Um evento histórico e trágico que comprova a importância do afeto no desenvolvimento infantil e individual é o desfecho da política de estímulo ao aumento das taxas de natalidade na Romênia sob a ditadura comunista de Nicolae Ceausescu, entre as décadas de 1960 e 1980, e que levou ao número assustador de 170 mil crianças morando em orfanatos quando da deposição do regime em 1989. A crise política e econômica vivida pelos romenos à época levou tais instituições a negligenciar os cuidados básicos infantis, sem haver espécie alguma de troca afetiva com as crianças. O resultado nefasto disso, avaliado em pesquisas subsequentes, foi a constatação de deficits intelectuais, dificuldade dessas crianças em identificar expressões afetivas e alterações comportamentais com prejuízos significativos na vida adulta.

Desde o primeiro dia de vida, a interação do bebê com seus cuidadores transforma-se em uma ferramenta fundante para o desenvolvimento cerebral: conversas, olhares, colo, beijos e afagos são determinantes para o desenvolvimento biológico adequado. Por meio do afeto, construímos nossa rede neural que implicará desenvolvimento emocional e cognitivo futuro. A experiência de emoções, sentimentos e afetos positivos é peça estrutural para o desenvolvimento das características de resiliência, do florescimento intelectual, da vitalidade, do bem-estar e da vivência de felicidade. Em última análise, contribui para o bem-estar físico e emocional. No nível neuroquímico, isso ocorre por uma intrincada relação entre neurotransmissores, neuropeptídeos e hormônios em vias cerebrais relacionadas à experiência do prazer, da recompensa e de outras emoções positivas.

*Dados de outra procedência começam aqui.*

impl SystemOps {
    pub fn new(out_dir: PathBuf) -> Result<Self> {
        Self::with_tools(out_dir, ToolPaths::default())
    }

    pub fn with_tools(out_dir: PathBuf, tools: ToolPaths) -> Result<Self> {
        for sub in ["chunks", "haptag", "passthrough"] {
            fs::create_dir_all(out_dir.join(sub)).map_err(|e| {
                PipelineError::config(format!(
                    "unable to create output directory {}: {}",
                    out_dir.join(sub).display(),
                    e
                ))
            })?;
        }
        Ok(Self {
            out_dir,
            tools,
            variant_db: None,
        })
    }

    /// Known-variant annotations handed to the report renderer.
    pub fn with_variant_db(mut self, variant_db: Option<PathBuf>) -> Self {
        self.variant_db = variant_db;
        self
    }

    fn invoke(&self, tool: &str, cmd: &mut Command) -> Result<()> {
        debug!("invoking {:?}", cmd);
        let status = cmd
            .status()
            .map_err(|e| PipelineError::tool(tool, format!("unable to launch: {}", e)))?;
        if !status.success() {
            return Err(PipelineError::tool(tool, format!("exited with {}", status)));
        }
        Ok(())
    }

    fn version_of(&self, tool: &str) -> ToolVersion {
        let version = Command::new(tool)
            .arg("--version")
            .output()
            .ok()
            .filter(|out| out.status.success())
            .and_then(|out| {
                String::from_utf8_lossy(&out.stdout)
                    .lines()
                    .next()
                    .map(str::to_string)
            })
            .unwrap_or_else(|| "unknown".to_string());
        ToolVersion {
            name: tool.to_string(),
            version,
        }
    }

    fn index_vcf(&self, path: &Path) -> Result<PathBuf> {
        self.invoke(
            &self.tools.bcftools,
            Command::new(&self.tools.bcftools).args(["index", "-t", "-f"]).arg(path),
        )?;
        Ok(tbi(path))
    }
}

Dentre as demonstrações de afeto, o beijo tem papel de destaque tanto pela variedade de seus significados como pela complexidade biológica de seu ato. A boca humana é a região em que a pele é mais fina e, ao mesmo tempo, densamente inervada por neurônios sensoriais. Quando uma pessoa une seus lábios com os de outro alguém, nesse ato, há uma intensa troca de estímulos táteis, aromas, sabores e emoções; informações essas carregadas quimicamente por moléculas relacionadas ao sistema imune, hormonal e da neurotransmissão cerebral do indivíduo. Tudo isso desencadeará uma série de sensações intensas, prazerosas e até mesmo físicas em ambas as pessoas.

Essa fusão de corpos transmite dados processados tanto no nível consciente como inconsciente do indivíduo. Um beijo pode carregar consigo significados sociais diversos: ser amoroso, social, afetuoso, erótico e até mesmo transmitir emoções falsas. Mas, quando o ato de beijar alguém é motivado por emoções positivas, isso repercute na própria vivência de bem-estar, na diminuição das taxas relativas de substâncias corporais associadas ao estresse, estimula áreas cerebrais relacionadas a centros de prazer, intensificando a experiência que motivou o comportamento do beijo em um ciclo vicioso, mas também virtuoso.

A anatomia de um beijo é bastante complexa e, mais do que destrinchada em sinapses dopaminérgicas (neurotransmissão que promove sensação de humor e prazer), produção de ocitocina, redução do cortisol e ativação de áreas cerebrais em nosso sistemalímbico e córtexpré-frontal, um beijo precisa ser vivido. Desejo que você, caro leitor, possa celebrar o dia do beijo desfrutando de muitas vivências afetuosas. Afinal de contas, seja pela intuição, seja pela ciência: beijar faz bem.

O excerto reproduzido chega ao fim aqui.